### PROBLEM DESCRIPTION
Go to the line holding "an unusable value" in the entries below and write out exactly every line down to and including the line holding "The caller-defined error".

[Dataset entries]

○ ○ ○ ○ ○

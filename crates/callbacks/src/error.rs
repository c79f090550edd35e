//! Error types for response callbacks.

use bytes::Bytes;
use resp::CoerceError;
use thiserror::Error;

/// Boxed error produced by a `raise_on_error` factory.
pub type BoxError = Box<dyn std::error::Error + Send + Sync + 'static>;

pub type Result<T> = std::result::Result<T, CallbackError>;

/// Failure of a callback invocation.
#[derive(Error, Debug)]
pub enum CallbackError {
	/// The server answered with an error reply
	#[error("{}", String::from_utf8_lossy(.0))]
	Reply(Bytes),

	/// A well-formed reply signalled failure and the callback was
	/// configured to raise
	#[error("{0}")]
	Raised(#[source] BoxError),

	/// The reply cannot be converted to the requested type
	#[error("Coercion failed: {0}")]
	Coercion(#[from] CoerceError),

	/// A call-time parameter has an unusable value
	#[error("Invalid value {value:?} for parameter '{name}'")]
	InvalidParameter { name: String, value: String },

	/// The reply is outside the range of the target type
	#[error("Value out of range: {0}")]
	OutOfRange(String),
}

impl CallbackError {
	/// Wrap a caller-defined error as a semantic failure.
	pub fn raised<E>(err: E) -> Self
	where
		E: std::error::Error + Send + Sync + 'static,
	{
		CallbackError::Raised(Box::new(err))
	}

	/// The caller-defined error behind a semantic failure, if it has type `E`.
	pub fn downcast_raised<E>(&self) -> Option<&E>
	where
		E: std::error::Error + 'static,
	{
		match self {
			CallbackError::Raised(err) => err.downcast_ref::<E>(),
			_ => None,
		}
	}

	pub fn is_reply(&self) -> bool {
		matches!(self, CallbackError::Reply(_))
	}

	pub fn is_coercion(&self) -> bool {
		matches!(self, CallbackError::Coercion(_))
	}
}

○ ○ ○ ○ ○

### RESPONSE TO THIS TASK
	/// A call-time parameter has an unusable value
	#[error("Invalid value {value:?} for parameter '{name}'")]
	InvalidParameter { name: String, value: String },

	/// The reply is outside the range of the target type
	#[error("Value out of range: {0}")]
	OutOfRange(String),
}

impl CallbackError {
	/// Wrap a caller-defined error as a semantic failure.
	pub fn raised<E>(err: E) -> Self
	where
		E: std::error::Error + Send + Sync + 'static,
	{
		CallbackError::Raised(Box::new(err))
	}

	/// The caller-defined error behind a semantic failure, if it has type `E`.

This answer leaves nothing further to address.